Le Kurdistan, une étape pour les chrétiens, avant l’émigration
De 2014 à 2017, le monastère de la Vierge Marie (Deir Maryam Al-Adhra) à Souleymanieh a dû faire face à l’urgence des réfugiés chassés des villages chrétiens de la Plaine de Ninive lors de l’offensive des terroristes de Daech, «l’Etat islamique». L’établissement dirigé par Jens Petzold avait alors accueilli 250 réfugiés chrétiens venant notamment de Qaraqosh, localité syro-catholique, et de Bartella, principalement peuplée de chrétiens syro-orthodoxes.
Nombre d’entre eux sont partis à Ainkawa, la banlieue chrétienne d’Erbil, au Kurdistan, mais pour beaucoup, ce n’est qu’une étape avant d’émigrer ⌈à lire Ainkawa ou la vie de chrétiens d’Irak, un reportage de Monir Ghaedi et Giacomo Sini⌉. D’autres sont d’abord allés en Jordanie, avant le départ définitif en Australie.
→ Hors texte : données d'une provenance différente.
//! Catalog collaborators: reading item attributes, writing computed prices
//! and listing the price tiers a host knows about.
//!
//! The engine only depends on the traits; [`InMemoryCatalog`] backs tests and
//! the standalone server.

use chrono::{DateTime, Utc};
use dashmap::DashMap;
use estimo_types::{ItemAttributes, MarkupResult, RangeMode};
use serde::{Deserialize, Serialize};
use tracing::debug;
use uuid::Uuid;

use crate::error::{CatalogError, CatalogResult};
use crate::types::{PipelineResult, PipelineStage};

/// A stored price for one tier, optionally bound to a quantity range.
#[derive(Debug, Clone, Serialize, Deserialize, PartialEq)]
#[serde(rename_all = "camelCase")]
pub struct PriceRow {
    pub price_tier_id: String,
    pub price: f64,
    #[serde(default, skip_serializing_if = "Option::is_none")]
    pub quantity_from: Option<f64>,
    #[serde(default, skip_serializing_if = "Option::is_none")]
    pub quantity_to: Option<f64>,
}

/// A price tier (retail, wholesale, ...).
#[derive(Debug, Clone, Serialize, Deserialize, PartialEq)]
#[serde(rename_all = "camelCase")]
pub struct PriceTier {
    pub id: String,
    pub title: String,
    #[serde(default)]
    pub base: bool,
}

#[derive(Debug, Clone, Serialize, Deserialize, PartialEq)]
#[serde(rename_all = "camelCase")]
pub struct CatalogItem {
    pub target_id: String,
    #[serde(default)]
    pub attributes: ItemAttributes,
    #[serde(default)]
    pub prices: Vec<PriceRow>,
}

impl CatalogItem {
    pub fn new(target_id: impl Into<String>, attributes: ItemAttributes) -> Self {
        Self { target_id: target_id.into(), attributes, prices: Vec::new() }
    }
}

/// The sequence and outcome that produced a write, kept so a price can be
/// traced back to the stages that computed it.
#[derive(Debug, Clone, Serialize, Deserialize, PartialEq)]
#[serde(rename_all = "camelCase")]
pub struct PipelineSnapshot {
    pub id: Uuid,
    pub stages: Vec<PipelineStage>,
    pub total_cost: f64,
    pub created_at: DateTime<Utc>,
}

#[derive(Debug, Clone, Serialize, Deserialize, PartialEq)]
#[serde(rename_all = "camelCase")]
pub struct CatalogWrite {
    pub target_id: String,
    pub prices: Vec<PriceRow>,
    #[serde(default)]
    pub attributes: Option<ItemAttributes>,
    pub snapshot: PipelineSnapshot,
}

pub trait CatalogReader: Send + Sync {
    /// `Ok(None)` when the target does not exist.
    fn read_item(&self, target_id: &str) -> CatalogResult<Option<CatalogItem>>;
}

pub trait CatalogWriter: Send + Sync {
    /// Replace the prices of every tier present in `write` and record its snapshot.
    fn write_item(&self, write: CatalogWrite) -> CatalogResult<()>;
}

pub trait PriceTierDirectory: Send + Sync {
    fn list_tiers(&self) -> CatalogResult<Vec<PriceTier>>;
}

/// Turn a successful result into a catalog write.
///
/// Prices come from the last component carrying per-tier prices. Quantity
/// mode stores one row per range; cost mode stores the single range the
/// accumulated total falls into.
pub fn build_catalog_write(
    result: &PipelineResult,
    stages: &[PipelineStage],
    attributes: Option<ItemAttributes>,
) -> CatalogWrite {
    let prices = result
        .price_components
        .iter()
        .rev()
        .find_map(|c| c.prices_by_type.as_ref())
        .map(|by_tier| {
            by_tier
                .iter()
                .flat_map(|(tier, markup)| price_rows(tier, markup, result.total_cost))
                .collect()
        })
        .unwrap_or_default();

    CatalogWrite {
        target_id: result.target_id.clone(),
        prices,
        attributes,
        snapshot: PipelineSnapshot {
            id: Uuid::new_v4(),
            stages: stages.to_vec(),
            total_cost: result.total_cost,
            created_at: Utc::now(),
        },
    }
}

fn price_rows(tier: &str, markup: &MarkupResult, total_cost: f64) -> Vec<PriceRow> {
    match markup.range_mode {
        RangeMode::Quantity => markup
            .ranges
            .iter()
            .map(|range| PriceRow {
                price_tier_id: tier.to_string(),
                price: range.price,
                quantity_from: Some(range.from),
                quantity_to: range.to,
            })
            .collect(),
        RangeMode::Cost => markup
            .ranges
            .iter()
            .find(|range| total_cost >= range.from && range.to.is_none_or(|to| total_cost < to))
            .map(|range| PriceRow {
                price_tier_id: tier.to_string(),
                price: range.price,
                quantity_from: None,
                quantity_to: None,
            })
            .into_iter()
            .collect(),
    }
}

/// Thread-safe in-memory catalog.
#[derive(Debug, Default)]
pub struct InMemoryCatalog {
    items: DashMap<String, CatalogItem>,
    snapshots: DashMap<String, PipelineSnapshot>,
    tiers: Vec<PriceTier>,
}

impl InMemoryCatalog {
    pub fn new() -> Self {
        Self::default()
    }

    pub fn with_tiers(mut self, tiers: Vec<PriceTier>) -> Self {
        self.tiers = tiers;
        self
    }

    pub fn insert_item(&self, item: CatalogItem) {
        self.items.insert(item.target_id.clone(), item);
    }

    pub fn item(&self, target_id: &str) -> Option<CatalogItem> {
        self.items.get(target_id).map(|entry| entry.value().clone())
    }

    pub fn snapshot(&self, target_id: &str) -> Option<PipelineSnapshot> {
        self.snapshots.get(target_id).map(|entry| entry.value().clone())
    }

    pub fn len(&self) -> usize {
        self.items.len()
    }

    pub fn is_empty(&self) -> bool {
        self.items.is_empty()
    }
}

impl CatalogReader for InMemoryCatalog {
    fn read_item(&self, target_id: &str) -> CatalogResult<Option<CatalogItem>> {
        Ok(self.item(target_id))
    }
}

impl CatalogWriter for InMemoryCatalog {
    fn write_item(&self, write: CatalogWrite) -> CatalogResult<()> {
        let mut item = self
            .items
            .get_mut(&write.target_id)
            .ok_or_else(|| CatalogError::NotFound { target_id: write.target_id.clone() })?;

        item.prices.retain(|row| !write.prices.iter().any(|w| w.price_tier_id == row.price_tier_id));
        item.prices.extend(write.prices);
        if let Some(attributes) = write.attributes {
            item.attributes = attributes;
        }
        drop(item);

        debug!(target_id = write.target_id.as_str(), "Catalog item written");
        self.snapshots.insert(write.target_id, write.snapshot);
        Ok(())
    }
}

impl PriceTierDirectory for InMemoryCatalog {
    fn list_tiers(&self) -> CatalogResult<Vec<PriceTier>> {
        Ok(self.tiers.clone())
    }
}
Certaines familles sont installées en France. Plus de la moitié sont rentrés dans la Plaine de Ninive, essentiellement à Qaraqosh. «Les événements ont montré à la communauté chrétienne que son avenir dans le pays était incertain, que les pouvoirs publics ne l’avaient pas vraiment protégée. Les chrétiens ont perdu confiance dans les institutions de leur pays!»
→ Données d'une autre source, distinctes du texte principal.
//! Request and response payloads of the HTTP API.

use std::collections::{BTreeMap, HashSet};

use estimo_core::{CatalogItem, PipelineResult, PipelineStage, PriceTier, StageErrorRecord};
use estimo_types::{ItemAttributes, PriceComponent};
use serde::{Deserialize, Serialize};

use crate::config::LimitsConfig;
use crate::error::{ApiError, ApiResult};

/// Whether computed prices are written back to the catalog.
#[derive(Debug, Clone, Copy, Serialize, Deserialize, PartialEq, Eq, Default)]
#[serde(rename_all = "camelCase")]
pub enum RunMode {
    #[default]
    DryRun,
    Commit,
}

#[derive(Debug, Clone, Serialize, Deserialize)]
#[serde(rename_all = "camelCase")]
pub struct RunPipelineRequest {
    pub target_ids: Vec<String>,
    pub sequence: Vec<PipelineStage>,
    #[serde(default)]
    pub mode: RunMode,
    /// Edited physical attributes by target id. They replace the catalog's for
    /// the run and are written back on commit.
    #[serde(default)]
    pub attributes: BTreeMap<String, ItemAttributes>,
}

impl RunPipelineRequest {
    pub fn validate(&self, limits: &LimitsConfig) -> ApiResult<()> {
        if self.target_ids.is_empty() {
            return Err(ApiError::validation_field("targetIds", "at least one target id is required"));
        }
        if self.target_ids.len() > limits.max_targets_per_request {
            return Err(ApiError::validation_field(
                "targetIds",
                format!(
                    "{} target ids exceed the limit of {}",
                    self.target_ids.len(),
                    limits.max_targets_per_request
                ),
            ));
        }
        if self.target_ids.iter().any(|id| id.trim().is_empty()) {
            return Err(ApiError::validation_field("targetIds", "target ids must not be blank"));
        }
        if self.sequence.is_empty() {
            return Err(ApiError::validation_field("sequence", "at least one stage is required"));
        }
        if self.sequence.len() > limits.max_stages_per_sequence {
            return Err(ApiError::validation_field(
                "sequence",
                format!(
                    "{} stages exceed the limit of {}",
                    self.sequence.len(),
                    limits.max_stages_per_sequence
                ),
            ));
        }
        if self.sequence.iter().any(|stage| stage.stage_code.trim().is_empty()) {
            return Err(ApiError::validation_field("sequence", "stage codes must not be blank"));
        }
        if let Some(id) = self.attributes.keys().find(|id| !self.target_ids.contains(id)) {
            return Err(ApiError::validation_field(
                "attributes",
                format!("attributes given for '{id}', which is not in targetIds"),
            ));
        }
        Ok(())
    }

    /// Target ids in request order, duplicates removed.
    pub fn unique_target_ids(&self) -> Vec<&str> {
        let mut seen = HashSet::new();
        self.target_ids.iter().map(String::as_str).filter(|id| seen.insert(*id)).collect()
    }
}

#[derive(Debug, Clone, Copy, Serialize, Deserialize, PartialEq, Eq)]
#[serde(rename_all = "lowercase")]
pub enum RunStatus {
    Ok,
    Partial,
    Error,
}

#[derive(Debug, Clone, Serialize, Deserialize, PartialEq)]
#[serde(rename_all = "camelCase")]
pub struct ItemError {
    pub stage_code: Option<String>,
    pub message: String,
}

impl ItemError {
    pub fn item(message: impl Into<String>) -> Self {
        Self { stage_code: None, message: message.into() }
    }
}

impl From<&StageErrorRecord> for ItemError {
    fn from(record: &StageErrorRecord) -> Self {
        Self { stage_code: record.stage_code.clone(), message: record.message.clone() }
    }
}

#[derive(Debug, Clone, Serialize, Deserialize, PartialEq, Default)]
#[serde(rename_all = "camelCase")]
pub struct ItemResult {
    pub price_components: Vec<PriceComponent>,
    pub total_cost: f64,
    pub errors: Vec<ItemError>,
    #[serde(default)]
    pub committed: bool,
}

impl ItemResult {
    pub fn failed(error: ItemError) -> Self {
        Self { errors: vec![error], ..Default::default() }
    }
}

impl From<PipelineResult> for ItemResult {
    fn from(result: PipelineResult) -> Self {
        Self {
            errors: result.errors.iter().map(ItemError::from).collect(),
            price_components: result.price_components,
            total_cost: result.total_cost,
            committed: false,
        }
    }
}

#[derive(Debug, Clone, Serialize, Deserialize, PartialEq)]
#[serde(rename_all = "camelCase")]
pub struct RunPipelineResponse {
    pub success: bool,
    pub status: RunStatus,
    pub results: BTreeMap<String, ItemResult>,
    pub errors: BTreeMap<String, Vec<ItemError>>,
}

impl RunPipelineResponse {
    pub fn from_results(results: BTreeMap<String, ItemResult>) -> Self {
        let errors: BTreeMap<_, _> = results
            .iter()
            .filter(|(_, item)| !item.errors.is_empty())
            .map(|(id, item)| (id.clone(), item.errors.clone()))
            .collect();

        let status = if errors.is_empty() {
            RunStatus::Ok
        } else if errors.len() == results.len() {
            RunStatus::Error
        } else {
            RunStatus::Partial
        };

        Self { success: errors.is_empty(), status, results, errors }
    }
}

#[derive(Debug, Clone, Copy, Serialize, Deserialize, Default)]
#[serde(rename_all = "camelCase")]
pub struct ListCalculatorsQuery {
    #[serde(default)]
    pub include_system: bool,
}

#[derive(Debug, Clone, Serialize, Deserialize)]
#[serde(rename_all = "camelCase")]
pub struct HealthResponse {
    pub status: String,
    pub version: String,
    pub calculators: usize,
    pub uptime_seconds: u64,
}

/// Contents of a catalog seed file.
#[derive(Debug, Clone, Serialize, Deserialize, Default)]
#[serde(rename_all = "camelCase")]
pub struct CatalogSeed {
    #[serde(default)]
    pub items: Vec<CatalogItem>,
    #[serde(default)]
    pub price_tiers: Vec<PriceTier>,
}

#[cfg(test)]
mod tests {
    use super::*;
    use serde_json::json;

    fn request(target_ids: &[&str], stages: &[&str]) -> RunPipelineRequest {
        RunPipelineRequest {
            target_ids: target_ids.iter().map(|s| s.to_string()).collect(),
            sequence: stages.iter().map(|s| PipelineStage::new(*s)).collect(),
            mode: RunMode::DryRun,
            attributes: BTreeMap::new(),
        }
    }

    #[test]
    fn attributes_must_name_requested_targets() {
        let mut request = request(&["1"], &["dimensions"]);
        request.attributes.insert("2".to_string(), ItemAttributes::default());

        let err = request.validate(&LimitsConfig::default()).unwrap_err();
        assert_eq!(err.error_code(), "VALIDATION_ERROR");

        request.attributes.clear();
        request.attributes.insert("1".to_string(), ItemAttributes::default());
        assert!(request.validate(&LimitsConfig::default()).is_ok());
    }

    #[test]
    fn request_deserializes_with_default_mode() {
        let request: RunPipelineRequest = serde_json::from_value(json!({
            "targetIds": ["1"],
            "sequence": [{"stageCode": "dimensions", "options": {"BLEED_MM": "2"}}]
        }))
        .unwrap();
        assert_eq!(request.mode, RunMode::DryRun);
        assert_eq!(request.sequence[0].stage_code, "dimensions");

        let request: RunPipelineRequest = serde_json::from_value(json!({
            "targetIds": ["1"], "sequence": [], "mode": "commit"
        }))
        .unwrap();
        assert_eq!(request.mode, RunMode::Commit);
    }

    #[test]
    fn validation_limits() {
        let limits = LimitsConfig { max_targets_per_request: 2, ..Default::default() };
        assert!(request(&["1"], &["dimensions"]).validate(&limits).is_ok());
        assert!(request(&[], &["dimensions"]).validate(&limits).is_err());
        assert!(request(&["1"], &[]).validate(&limits).is_err());
        assert!(request(&["1", "2", "3"], &["dimensions"]).validate(&limits).is_err());
        assert!(request(&[" "], &["dimensions"]).validate(&limits).is_err());
    }

    #[test]
    fn duplicate_target_ids_collapse_in_order() {
        let req = request(&["b", "a", "b"], &["dimensions"]);
        assert_eq!(req.unique_target_ids(), vec!["b", "a"]);
    }

    #[test]
    fn status_reflects_item_outcomes() {
        let ok = ItemResult::default();
        let failed = ItemResult::failed(ItemError::item("target not found"));

        let all_ok = RunPipelineResponse::from_results(BTreeMap::from([("1".to_string(), ok.clone())]));
        assert!(all_ok.success);
        assert_eq!(all_ok.status, RunStatus::Ok);

        let partial = RunPipelineResponse::from_results(BTreeMap::from([
            ("1".to_string(), ok),
            ("2".to_string(), failed.clone()),
        ]));
        assert!(!partial.success);
        assert_eq!(partial.status, RunStatus::Partial);
        assert_eq!(partial.errors.len(), 1);

        let all_failed =
            RunPipelineResponse::from_results(BTreeMap::from([("2".to_string(), failed)]));
        assert_eq!(all_failed.status, RunStatus::Error);
    }
}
Grosso modo, à Souleymanieh, dans une population en très grande majorité musulmane, vivent quelque 500 familles chrétiennes installées là depuis longtemps: ce sont les chrétiens locaux. Des réfugiés sont arrivés de Mossoul et de Bagdad, où le signal de départ des chrétiens a été donné par l’attaque de la cathédrale syriaque-catholique de Sayidat al-Najat (Notre-Dame du Perpétuel secours): le 31 octobre 2010, des terroristes se réclamant d’Al-Qaïda avaient massacré 46 fidèles à l’heure de la messe, dont des femmes et des enfants, et deux jeunes prêtres, Wassim, 27 ans et Taher, 32 ans. Puis est venue l’invasion des villages chrétiens de la Plaine de Ninive par les terroristes de Daech durant l’été 2014. Ce sont environ 500 familles qui se sont alors réfugiées dans cette région du Kurdistan. Les évangéliques sont environ 300 dans la ville, ainsi que 500 à 600 chrétiens étrangers. Ce sont des aides de maison, des infirmières, des ingénieurs, venus des Philippines, d’Inde, du Pakistan, mais également d’Érythrée et d’Éthiopie ainsi que quelques coptes égyptiens et des Occidentaux.
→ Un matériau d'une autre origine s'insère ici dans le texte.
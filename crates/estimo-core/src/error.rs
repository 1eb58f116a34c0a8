//! Error handling for the Estimo pipeline engine
//!
//! Ordering errors reject a whole run before any stage executes. Unknown
//! stages and stage execution failures are recorded per stage and never stop
//! the remaining stages.

use serde::{Deserialize, Serialize};
use std::fmt;
use thiserror::Error;

/// A submitted sequence violates a stage's position constraints.
#[derive(Error, Debug, Clone, PartialEq, Eq, Serialize, Deserialize)]
#[serde(tag = "kind", rename_all = "camelCase")]
pub enum OrderingError {
    #[error("stage '{code}' cannot be the first stage")]
    NotFirstEligible { code: String },

    #[error("stage '{code}' at position {position} requires '{required}' earlier in the sequence")]
    MissingPredecessor { code: String, required: String, position: usize },
}

impl OrderingError {
    pub fn stage_code(&self) -> &str {
        match self {
            OrderingError::NotFirstEligible { code }
            | OrderingError::MissingPredecessor { code, .. } => code,
        }
    }
}

/// Error raised while running a pipeline for one target item.
#[derive(Error, Debug, Clone, PartialEq)]
pub enum PipelineError {
    #[error(transparent)]
    Ordering(#[from] OrderingError),

    #[error("unknown stage '{code}'")]
    UnknownStage { code: String },

    #[error("stage '{code}' failed: {message}")]
    StageExecution { code: String, message: String },
}

impl PipelineError {
    pub fn kind(&self) -> StageErrorKind {
        match self {
            PipelineError::Ordering(_) => StageErrorKind::Ordering,
            PipelineError::UnknownStage { .. } => StageErrorKind::UnknownStage,
            PipelineError::StageExecution { .. } => StageErrorKind::StageExecution,
        }
    }

    pub fn stage_code(&self) -> &str {
        match self {
            PipelineError::Ordering(err) => err.stage_code(),
            PipelineError::UnknownStage { code } | PipelineError::StageExecution { code, .. } => code,
        }
    }
}

/// Category of a recorded error
#[derive(Debug, Clone, Copy, PartialEq, Eq, Hash, Serialize, Deserialize)]
#[serde(rename_all = "snake_case")]
pub enum StageErrorKind {
    Ordering,
    UnknownStage,
    StageExecution,
}

impl fmt::Display for StageErrorKind {
    fn fmt(&self, f: &mut fmt::Formatter<'_>) -> fmt::Result {
        match self {
            StageErrorKind::Ordering => write!(f, "ORDERING"),
            StageErrorKind::UnknownStage => write!(f, "UNKNOWN_STAGE"),
            StageErrorKind::StageExecution => write!(f, "STAGE_EXECUTION"),
        }
    }
}

/// An error as it appears in a pipeline result.
#[derive(Debug, Clone, PartialEq, Serialize, Deserialize)]
#[serde(rename_all = "camelCase")]
pub struct StageErrorRecord {
    pub stage_code: Option<String>,
    pub kind: StageErrorKind,
    pub message: String,
}

impl From<&PipelineError> for StageErrorRecord {
    fn from(err: &PipelineError) -> Self {
        Self {
            stage_code: Some(err.stage_code().to_string()),
            kind: err.kind(),
            message: err.to_string(),
        }
    }
}

/// Failures of the catalog collaborators.
#[derive(Error, Debug, Clone, PartialEq)]
pub enum CatalogError {
    #[error("target '{target_id}' not found")]
    NotFound { target_id: String },

    #[error("catalog storage error: {message}")]
    Storage { message: String },
}

pub type CatalogResult<T> = Result<T, CatalogError>;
Accueil de tous, chrétiens, musulmans et yézidis
La cohabitation est en principe bonne, note le Père Jens, car la grande majorité sont des musulmans sunnites, avec une part importante de musulmans soufis et de musulmans traditionnels, modérés. «Il y a aussi des salafistes et des wahhabites, qui restent pour le moment minoritaires, mais des imams s’inquiètent de l’évolution et se demandent comment garder les jeunes dans un Islam traditionnel! Notre travail consiste à accueillir tout le monde, musulmans, chrétiens, yézidis –ce sont eux qui ont subi les pires persécutions– , à leur donner des éléments pour organiser la vie en société, en œuvrant à faire reculer les préjugés présents dans la société traditionnelle, tant chez les chrétiens que chez les musulmans. La société change, mais elle est encore très patriarcale. Certains ne comprennent pas que nous accueillons dans notre couvent des musulmans tant kurdes qu’arabes. Et des femmes musulmanes voilées! Il y a beaucoup de blessures à soigner, car presque tous ont vécu des traumatismes, des séquelles de la guerre.»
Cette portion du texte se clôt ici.